Estradiol modulates vascular response to melatonin in rat caudal artery.

Abstract

The purpose of this study was to determine whether estrogen modulates the function of vascular melatonin receptors. We used the rat caudal artery and found that the contractile effects of melatonin were influenced by the estrous cycle, ovariectomy, and estrogen replacement. In arterial ring segments isolated from female rats, melatonin potentiated, in a concentration-dependent manner, contractions produced either by adrenergic nerve stimulation or by phenylephrine. Constrictor responses to melatonin were smaller in arteries from female rats in proestrus compared with other stages of the estrous cycle and after ovariectomy.

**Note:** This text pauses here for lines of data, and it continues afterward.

// terminal ui

mod app;
mod ascii;
mod event;
mod theme;
mod ui;

pub use app::App;
pub use theme::ThemeKind;

use crossterm::{
    cursor::SetCursorStyle,
    execute,
    terminal::{EnterAlternateScreen, LeaveAlternateScreen, disable_raw_mode, enable_raw_mode},
};
use ratatui::{Terminal, backend::CrosstermBackend};
use std::io::{self, stdout};
use std::time::Duration;

use crate::Error;
use crate::core::{Claude, MODEL, Message, Router, Screen};
use app::{LogLevel, Mode};
use event::{Action, handle_event, poll_event};

fn pipe_to(cmd: &str, args: &[&str], text: &str) -> bool {
    use std::io::Write;
    use std::process::{Command, Stdio};

    let Ok(mut child) = Command::new(cmd).args(args).stdin(Stdio::piped()).spawn() else {
        return false;
    };
    let Some(stdin) = child.stdin.as_mut() else {
        return false;
    };
    if stdin.write_all(text.as_bytes()).is_err() {
        return false;
    }
    child.wait().map(|s| s.success()).unwrap_or(false)
}

fn copy_to_clipboard(text: &str) -> bool {
    // pbcopy (macOS), then the linux fallbacks
    pipe_to("pbcopy", &[], text)
        || pipe_to("xclip", &["-selection", "clipboard"], text)
        || pipe_to("xsel", &["--clipboard", "--input"], text)
}

pub async fn run(router: Router<Claude>) -> Result<(), Error> {
    // setup terminal
    enable_raw_mode().map_err(|e| Error::Terminal(e.to_string()))?;
    let mut stdout = stdout();
    execute!(stdout, EnterAlternateScreen).map_err(|e| Error::Terminal(e.to_string()))?;
    let backend = CrosstermBackend::new(stdout);
    let mut terminal = Terminal::new(backend).map_err(|e| Error::Terminal(e.to_string()))?;

    // run app
    let result = run_app(&mut terminal, router).await;

    // restore terminal
    disable_raw_mode().ok();
    execute!(
        terminal.backend_mut(),
        SetCursorStyle::DefaultUserShape,
        LeaveAlternateScreen
    )
    .ok();
    terminal.show_cursor().ok();

    result
}

async fn run_app(
    terminal: &mut Terminal<CrosstermBackend<io::Stdout>>,
    router: Router<Claude>,
) -> Result<(), Error> {
    let mut app = App::new(MODEL.to_string());
    let mut last_mode = app.mode;

    loop {
        // update cursor style before render
        if app.mode != last_mode {
            let cursor_style = match app.mode {
                Mode::Insert => SetCursorStyle::BlinkingBar,
                Mode::Normal => SetCursorStyle::BlinkingBlock,
            };
            execute!(terminal.backend_mut(), cursor_style).ok();
            last_mode = app.mode;
        }

        // render (cursor position is set in ui::render when in insert mode)
        terminal
            .draw(|frame| ui::render(frame, &mut app))
            .map_err(|e| Error::Terminal(e.to_string()))?;

        // poll events
        if let Some(event) =
            poll_event(Duration::from_millis(100)).map_err(|e| Error::Terminal(e.to_string()))?
        {
            match handle_event(&mut app, event) {
                Action::Quit => break,
                Action::Submit(message) => {
                    app.loading = true;
                    app.log(
                        LogLevel::Info,
                        format!("sending: {}", message.lines().next().unwrap_or(&message)),
                    );

                    // the router re-screens internally; this hit is only
                    // surfaced for the activity panel
                    if let Some(term) = Screen::check(&message).matched {
                        app.log(
                            LogLevel::Warn,
                            format!("needs a professional: matched \"{term}\""),
                        );
                    }

                    // snapshot the prior turns, then show the user message
                    // right away while the reply is pending
                    let history: Vec<Message> = app.transcript.messages().to_vec();
                    app.push_user(&message);

                    terminal
                        .draw(|frame| ui::render(frame, &mut app))
                        .map_err(|e| Error::Terminal(e.to_string()))?;

                    // one blocking turn; failures come back as chat text
                    let reply = router.respond(&message, &history).await;
                    app.push_reply(reply);
                }
                Action::CopyReply => {
                    if let Some(reply) = app.last_reply() {
                        if copy_to_clipboard(&reply) {
                            app.log(LogLevel::Ok, "reply copied to clipboard".to_string());
                        } else {
                            app.log(LogLevel::Warn, "clipboard not available".to_string());
                        }
                    } else {
                        app.log(LogLevel::Warn, "no reply to copy".to_string());
                    }
                }
                Action::ExportTranscript => {
                    if let Some(text) = app.export_transcript() {
                        let filename = format!(
                            "aidvice_{}.txt",
                            chrono::Local::now().format("%Y%m%d_%H%M%S")
                        );
                        match std::fs::write(&filename, &text) {
                            Ok(_) => app.log(LogLevel::Ok, format!("exported to {}", filename)),
                            Err(e) => app.log(LogLevel::Error, format!("export failed: {}", e)),
                        }
                    } else {
                        app.log(LogLevel::Warn, "nothing to export".to_string());
                    }
                }
                Action::None => {}
            }
        }

        if !app.running {
            break;
        }
    }

    Ok(())
}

Administration of 17beta-estradiol to ovariectomized female rats also resulted in decreased constriction of isolated arteries to melatonin; however, in vitro addition of 17beta-estradiol (10(-7) M) had no effect. In the caudal artery, melatonin appears to act on two receptor subtypes that mediate contraction and relaxation, respectively. The selective melatonin MT2-receptor antagonist 4-phenyl-2-propionamidotetraline (4P-PDOT) enhanced constrictor responses to melatonin in arterial segments from intact female rats, consistent with the inhibition of MT2 receptor-mediated relaxation. In contrast, 4P-PDOT had no significant effect in arteries from ovariectomized female rats. However, when estradiol was replaced in vivo, the effect of 4P-PDOT on melatonin responses was restored. Thus circulating estradiol appears to enhance MT2 melatonin-receptor function in the thermoregulatory caudal artery of the female rat resulting in increased vasodilatation in response to melatonin.